*YOUR TASK*
Examine each line of the data. Copy the line if it includes the word "model".

[INFORMATION GIVEN Boundary: Start]

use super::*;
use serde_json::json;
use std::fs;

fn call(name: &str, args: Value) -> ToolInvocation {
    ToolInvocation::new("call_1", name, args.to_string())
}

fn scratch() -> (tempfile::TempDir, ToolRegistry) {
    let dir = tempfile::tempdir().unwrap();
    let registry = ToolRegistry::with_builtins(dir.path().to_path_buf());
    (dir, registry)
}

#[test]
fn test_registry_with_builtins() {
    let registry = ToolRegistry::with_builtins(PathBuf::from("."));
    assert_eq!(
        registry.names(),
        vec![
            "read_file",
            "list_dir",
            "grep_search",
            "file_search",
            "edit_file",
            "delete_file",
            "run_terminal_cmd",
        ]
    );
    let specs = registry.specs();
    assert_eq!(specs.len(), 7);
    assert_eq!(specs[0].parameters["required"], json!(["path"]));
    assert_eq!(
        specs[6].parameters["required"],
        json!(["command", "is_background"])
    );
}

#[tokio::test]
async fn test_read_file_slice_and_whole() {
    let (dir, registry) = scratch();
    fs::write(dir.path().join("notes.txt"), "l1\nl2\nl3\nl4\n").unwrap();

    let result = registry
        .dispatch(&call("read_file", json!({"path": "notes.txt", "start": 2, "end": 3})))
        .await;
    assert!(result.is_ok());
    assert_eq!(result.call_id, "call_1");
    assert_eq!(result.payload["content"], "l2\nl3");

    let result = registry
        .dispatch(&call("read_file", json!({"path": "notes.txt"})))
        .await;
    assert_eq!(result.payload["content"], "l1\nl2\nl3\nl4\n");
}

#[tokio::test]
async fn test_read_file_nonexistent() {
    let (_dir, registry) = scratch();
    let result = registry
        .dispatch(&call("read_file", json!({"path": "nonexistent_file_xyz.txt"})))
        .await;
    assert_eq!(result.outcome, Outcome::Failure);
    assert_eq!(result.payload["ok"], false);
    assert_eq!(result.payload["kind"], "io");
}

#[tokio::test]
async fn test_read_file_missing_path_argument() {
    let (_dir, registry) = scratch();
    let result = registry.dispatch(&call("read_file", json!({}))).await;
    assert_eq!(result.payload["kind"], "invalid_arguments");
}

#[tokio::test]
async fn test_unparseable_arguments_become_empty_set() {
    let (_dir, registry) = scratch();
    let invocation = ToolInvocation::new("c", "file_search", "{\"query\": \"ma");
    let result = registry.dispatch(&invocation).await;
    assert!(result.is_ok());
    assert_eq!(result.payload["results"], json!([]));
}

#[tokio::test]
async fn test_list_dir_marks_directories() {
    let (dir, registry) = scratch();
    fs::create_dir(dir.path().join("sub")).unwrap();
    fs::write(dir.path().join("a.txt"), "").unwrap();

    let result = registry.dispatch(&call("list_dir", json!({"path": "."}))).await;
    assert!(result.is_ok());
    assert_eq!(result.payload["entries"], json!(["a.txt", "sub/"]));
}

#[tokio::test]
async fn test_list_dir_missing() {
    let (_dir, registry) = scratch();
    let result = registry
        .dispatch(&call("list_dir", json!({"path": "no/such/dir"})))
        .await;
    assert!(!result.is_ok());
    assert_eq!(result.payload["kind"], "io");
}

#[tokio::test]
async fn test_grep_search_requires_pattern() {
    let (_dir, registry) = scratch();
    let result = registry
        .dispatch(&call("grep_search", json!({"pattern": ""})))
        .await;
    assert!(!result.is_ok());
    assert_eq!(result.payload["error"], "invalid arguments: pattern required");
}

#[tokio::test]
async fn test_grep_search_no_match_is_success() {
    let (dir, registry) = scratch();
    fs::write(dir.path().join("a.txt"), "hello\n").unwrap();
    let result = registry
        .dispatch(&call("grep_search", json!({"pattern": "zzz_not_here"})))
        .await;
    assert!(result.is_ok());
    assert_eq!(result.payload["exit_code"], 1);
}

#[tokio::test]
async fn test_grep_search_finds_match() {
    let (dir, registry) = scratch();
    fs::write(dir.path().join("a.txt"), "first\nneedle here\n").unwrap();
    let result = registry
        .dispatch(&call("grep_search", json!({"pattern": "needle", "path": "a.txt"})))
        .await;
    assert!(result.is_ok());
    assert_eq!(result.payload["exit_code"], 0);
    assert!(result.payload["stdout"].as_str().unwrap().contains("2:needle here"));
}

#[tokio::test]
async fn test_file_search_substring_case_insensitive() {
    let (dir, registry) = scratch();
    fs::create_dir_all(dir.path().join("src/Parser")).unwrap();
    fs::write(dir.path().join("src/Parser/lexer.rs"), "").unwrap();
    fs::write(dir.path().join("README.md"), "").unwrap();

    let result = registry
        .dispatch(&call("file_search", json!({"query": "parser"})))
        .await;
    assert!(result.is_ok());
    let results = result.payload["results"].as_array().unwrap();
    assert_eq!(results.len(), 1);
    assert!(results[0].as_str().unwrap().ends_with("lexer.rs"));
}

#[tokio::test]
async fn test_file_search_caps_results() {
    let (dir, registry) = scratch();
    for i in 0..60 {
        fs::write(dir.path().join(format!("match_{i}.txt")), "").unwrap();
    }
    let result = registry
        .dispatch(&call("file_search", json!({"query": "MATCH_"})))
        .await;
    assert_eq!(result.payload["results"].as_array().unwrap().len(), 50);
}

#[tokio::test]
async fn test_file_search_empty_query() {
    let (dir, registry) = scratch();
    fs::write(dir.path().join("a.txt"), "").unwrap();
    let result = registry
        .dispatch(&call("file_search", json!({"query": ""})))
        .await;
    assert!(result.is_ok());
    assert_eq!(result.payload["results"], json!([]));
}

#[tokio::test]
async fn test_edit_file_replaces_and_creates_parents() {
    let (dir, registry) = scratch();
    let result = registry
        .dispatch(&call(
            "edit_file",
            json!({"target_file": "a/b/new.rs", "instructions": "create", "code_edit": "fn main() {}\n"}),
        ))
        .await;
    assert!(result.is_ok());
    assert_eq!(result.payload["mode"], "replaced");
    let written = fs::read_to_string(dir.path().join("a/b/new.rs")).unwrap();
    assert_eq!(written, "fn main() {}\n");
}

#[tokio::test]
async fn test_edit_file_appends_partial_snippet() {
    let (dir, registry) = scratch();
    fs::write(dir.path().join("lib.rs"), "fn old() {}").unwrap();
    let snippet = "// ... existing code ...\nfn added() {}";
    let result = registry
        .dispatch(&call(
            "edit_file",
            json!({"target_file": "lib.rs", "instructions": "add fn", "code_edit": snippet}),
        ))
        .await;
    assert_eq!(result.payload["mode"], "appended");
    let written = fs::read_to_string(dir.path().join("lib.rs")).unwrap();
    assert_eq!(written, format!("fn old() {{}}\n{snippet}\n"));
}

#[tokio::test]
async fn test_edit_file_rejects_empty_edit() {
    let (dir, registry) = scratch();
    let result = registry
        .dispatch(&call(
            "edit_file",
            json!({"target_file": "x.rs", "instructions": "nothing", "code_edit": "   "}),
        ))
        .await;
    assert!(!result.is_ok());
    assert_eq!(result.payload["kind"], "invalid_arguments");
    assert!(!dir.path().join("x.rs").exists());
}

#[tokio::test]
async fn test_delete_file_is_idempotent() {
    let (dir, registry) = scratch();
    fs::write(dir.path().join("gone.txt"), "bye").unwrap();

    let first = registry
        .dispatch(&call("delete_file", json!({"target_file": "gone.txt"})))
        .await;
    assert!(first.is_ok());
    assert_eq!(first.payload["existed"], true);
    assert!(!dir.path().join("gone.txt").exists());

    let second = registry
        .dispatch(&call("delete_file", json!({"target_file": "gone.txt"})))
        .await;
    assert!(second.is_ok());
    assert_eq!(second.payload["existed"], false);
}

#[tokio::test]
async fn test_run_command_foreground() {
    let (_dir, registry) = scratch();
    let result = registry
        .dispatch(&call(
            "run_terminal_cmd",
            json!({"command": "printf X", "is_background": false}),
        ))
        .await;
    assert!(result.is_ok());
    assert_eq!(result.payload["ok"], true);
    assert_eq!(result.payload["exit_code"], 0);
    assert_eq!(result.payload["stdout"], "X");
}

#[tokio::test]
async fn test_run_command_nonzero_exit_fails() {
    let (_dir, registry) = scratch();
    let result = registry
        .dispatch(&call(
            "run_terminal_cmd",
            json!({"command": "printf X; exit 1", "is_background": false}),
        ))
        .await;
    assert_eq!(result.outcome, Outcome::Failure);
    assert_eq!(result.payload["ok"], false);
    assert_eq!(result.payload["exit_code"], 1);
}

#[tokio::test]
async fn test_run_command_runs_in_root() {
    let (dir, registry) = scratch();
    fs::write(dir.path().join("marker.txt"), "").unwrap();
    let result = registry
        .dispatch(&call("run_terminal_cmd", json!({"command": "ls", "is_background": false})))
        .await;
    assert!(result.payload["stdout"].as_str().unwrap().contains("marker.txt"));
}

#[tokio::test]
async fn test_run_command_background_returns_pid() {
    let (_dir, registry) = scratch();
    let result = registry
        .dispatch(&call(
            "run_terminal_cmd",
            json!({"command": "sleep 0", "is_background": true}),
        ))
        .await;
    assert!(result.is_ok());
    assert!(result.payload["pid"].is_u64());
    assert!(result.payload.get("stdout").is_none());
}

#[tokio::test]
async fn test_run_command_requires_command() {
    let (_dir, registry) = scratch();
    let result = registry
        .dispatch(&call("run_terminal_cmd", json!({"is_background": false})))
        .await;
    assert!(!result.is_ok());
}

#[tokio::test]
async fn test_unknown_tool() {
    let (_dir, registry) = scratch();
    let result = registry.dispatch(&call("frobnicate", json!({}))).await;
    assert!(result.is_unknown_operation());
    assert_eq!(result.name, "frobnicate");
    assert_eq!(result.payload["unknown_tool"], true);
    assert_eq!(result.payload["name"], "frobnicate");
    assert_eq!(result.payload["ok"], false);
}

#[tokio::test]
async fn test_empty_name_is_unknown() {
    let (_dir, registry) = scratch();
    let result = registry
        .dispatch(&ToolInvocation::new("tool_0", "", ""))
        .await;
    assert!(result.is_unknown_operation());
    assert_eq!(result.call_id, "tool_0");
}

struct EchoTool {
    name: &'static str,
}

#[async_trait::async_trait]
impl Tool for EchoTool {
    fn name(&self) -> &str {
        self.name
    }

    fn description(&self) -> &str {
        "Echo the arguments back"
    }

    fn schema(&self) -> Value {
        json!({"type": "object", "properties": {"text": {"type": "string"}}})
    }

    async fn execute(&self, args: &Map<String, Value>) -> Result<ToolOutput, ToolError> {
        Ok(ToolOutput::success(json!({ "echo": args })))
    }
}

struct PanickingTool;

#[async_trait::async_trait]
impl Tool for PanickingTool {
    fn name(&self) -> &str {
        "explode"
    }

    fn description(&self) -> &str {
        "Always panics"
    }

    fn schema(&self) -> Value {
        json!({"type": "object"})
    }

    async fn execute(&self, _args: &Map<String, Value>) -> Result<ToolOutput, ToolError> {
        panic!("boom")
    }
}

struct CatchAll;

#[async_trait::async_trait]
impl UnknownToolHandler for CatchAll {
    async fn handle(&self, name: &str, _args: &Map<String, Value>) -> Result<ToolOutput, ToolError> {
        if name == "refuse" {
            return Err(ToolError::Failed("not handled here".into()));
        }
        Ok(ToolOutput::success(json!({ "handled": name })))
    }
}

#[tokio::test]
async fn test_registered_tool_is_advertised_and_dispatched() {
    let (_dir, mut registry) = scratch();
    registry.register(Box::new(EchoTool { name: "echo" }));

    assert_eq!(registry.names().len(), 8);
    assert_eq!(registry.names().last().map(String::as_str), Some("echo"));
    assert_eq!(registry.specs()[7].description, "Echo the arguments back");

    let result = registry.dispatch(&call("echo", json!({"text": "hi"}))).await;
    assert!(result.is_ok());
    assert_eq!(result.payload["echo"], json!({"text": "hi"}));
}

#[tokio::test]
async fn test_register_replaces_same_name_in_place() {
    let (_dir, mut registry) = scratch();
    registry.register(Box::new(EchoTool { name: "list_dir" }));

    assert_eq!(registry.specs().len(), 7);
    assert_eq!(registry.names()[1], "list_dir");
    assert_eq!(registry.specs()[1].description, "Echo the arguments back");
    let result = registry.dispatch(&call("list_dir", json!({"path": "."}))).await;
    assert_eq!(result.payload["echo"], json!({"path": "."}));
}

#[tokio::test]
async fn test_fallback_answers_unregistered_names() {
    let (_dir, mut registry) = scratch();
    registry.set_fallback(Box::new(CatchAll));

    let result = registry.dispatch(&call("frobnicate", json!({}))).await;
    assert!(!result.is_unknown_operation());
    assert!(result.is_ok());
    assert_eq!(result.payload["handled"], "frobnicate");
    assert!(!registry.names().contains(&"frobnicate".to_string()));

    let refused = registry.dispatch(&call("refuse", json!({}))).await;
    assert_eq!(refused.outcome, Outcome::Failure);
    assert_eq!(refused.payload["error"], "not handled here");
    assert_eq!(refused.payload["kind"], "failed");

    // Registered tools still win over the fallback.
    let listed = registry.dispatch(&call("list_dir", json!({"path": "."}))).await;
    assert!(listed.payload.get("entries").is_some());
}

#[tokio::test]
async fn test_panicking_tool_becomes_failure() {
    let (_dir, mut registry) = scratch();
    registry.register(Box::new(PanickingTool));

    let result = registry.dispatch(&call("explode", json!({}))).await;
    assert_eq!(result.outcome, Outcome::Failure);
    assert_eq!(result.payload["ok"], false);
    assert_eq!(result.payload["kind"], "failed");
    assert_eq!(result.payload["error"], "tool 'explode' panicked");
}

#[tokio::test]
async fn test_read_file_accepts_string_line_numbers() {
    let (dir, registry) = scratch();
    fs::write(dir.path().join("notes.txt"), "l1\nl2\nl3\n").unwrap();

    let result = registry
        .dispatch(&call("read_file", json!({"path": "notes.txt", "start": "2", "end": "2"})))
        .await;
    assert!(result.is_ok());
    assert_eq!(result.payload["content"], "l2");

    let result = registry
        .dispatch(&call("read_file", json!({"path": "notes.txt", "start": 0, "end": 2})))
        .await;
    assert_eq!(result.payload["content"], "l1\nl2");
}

[INFORMATION GIVEN Boundary: End]
[INFORMATION GIVEN Boundary: Start]

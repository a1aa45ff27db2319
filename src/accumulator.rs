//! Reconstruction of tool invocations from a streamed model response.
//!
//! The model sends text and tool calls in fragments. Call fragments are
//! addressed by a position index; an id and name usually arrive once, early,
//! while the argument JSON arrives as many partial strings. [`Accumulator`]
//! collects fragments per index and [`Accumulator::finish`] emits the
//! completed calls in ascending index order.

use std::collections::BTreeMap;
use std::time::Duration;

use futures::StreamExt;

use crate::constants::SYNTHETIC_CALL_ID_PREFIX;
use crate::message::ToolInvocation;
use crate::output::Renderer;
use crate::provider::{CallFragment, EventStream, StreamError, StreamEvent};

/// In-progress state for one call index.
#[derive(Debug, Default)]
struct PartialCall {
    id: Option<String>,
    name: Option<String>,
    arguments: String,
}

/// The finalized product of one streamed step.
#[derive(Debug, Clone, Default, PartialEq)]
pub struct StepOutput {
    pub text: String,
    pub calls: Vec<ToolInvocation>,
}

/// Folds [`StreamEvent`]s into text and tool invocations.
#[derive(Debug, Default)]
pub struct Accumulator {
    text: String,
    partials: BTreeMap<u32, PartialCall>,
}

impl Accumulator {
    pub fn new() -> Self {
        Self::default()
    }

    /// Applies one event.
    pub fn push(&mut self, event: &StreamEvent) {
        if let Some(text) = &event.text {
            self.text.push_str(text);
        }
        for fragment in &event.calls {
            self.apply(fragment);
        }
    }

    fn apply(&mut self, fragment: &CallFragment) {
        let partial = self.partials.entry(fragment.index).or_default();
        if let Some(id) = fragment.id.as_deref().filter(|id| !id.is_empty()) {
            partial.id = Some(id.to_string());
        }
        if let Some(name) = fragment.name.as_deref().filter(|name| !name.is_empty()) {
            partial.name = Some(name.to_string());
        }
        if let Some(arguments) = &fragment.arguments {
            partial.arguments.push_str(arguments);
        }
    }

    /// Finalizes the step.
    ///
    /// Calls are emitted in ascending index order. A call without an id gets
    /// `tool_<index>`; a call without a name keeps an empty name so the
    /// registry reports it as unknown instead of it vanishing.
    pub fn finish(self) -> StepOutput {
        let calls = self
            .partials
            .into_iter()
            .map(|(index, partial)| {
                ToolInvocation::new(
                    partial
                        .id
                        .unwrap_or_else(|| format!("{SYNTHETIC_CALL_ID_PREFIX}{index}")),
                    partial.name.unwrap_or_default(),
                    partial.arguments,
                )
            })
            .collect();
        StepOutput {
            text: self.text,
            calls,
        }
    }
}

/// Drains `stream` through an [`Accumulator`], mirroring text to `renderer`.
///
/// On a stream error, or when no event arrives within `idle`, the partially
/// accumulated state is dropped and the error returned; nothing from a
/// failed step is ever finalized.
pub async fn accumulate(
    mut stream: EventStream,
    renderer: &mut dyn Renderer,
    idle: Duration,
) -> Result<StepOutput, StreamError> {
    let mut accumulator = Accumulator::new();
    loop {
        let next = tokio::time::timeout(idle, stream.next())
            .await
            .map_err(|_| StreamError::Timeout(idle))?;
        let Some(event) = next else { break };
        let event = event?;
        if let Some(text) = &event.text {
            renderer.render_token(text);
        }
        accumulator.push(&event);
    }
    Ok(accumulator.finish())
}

[INFORMATION GIVEN Boundary: End]

*TASK SOLUTION*
//! Reconstruction of tool invocations from a streamed model response.
//! The model sends text and tool calls in fragments. Call fragments are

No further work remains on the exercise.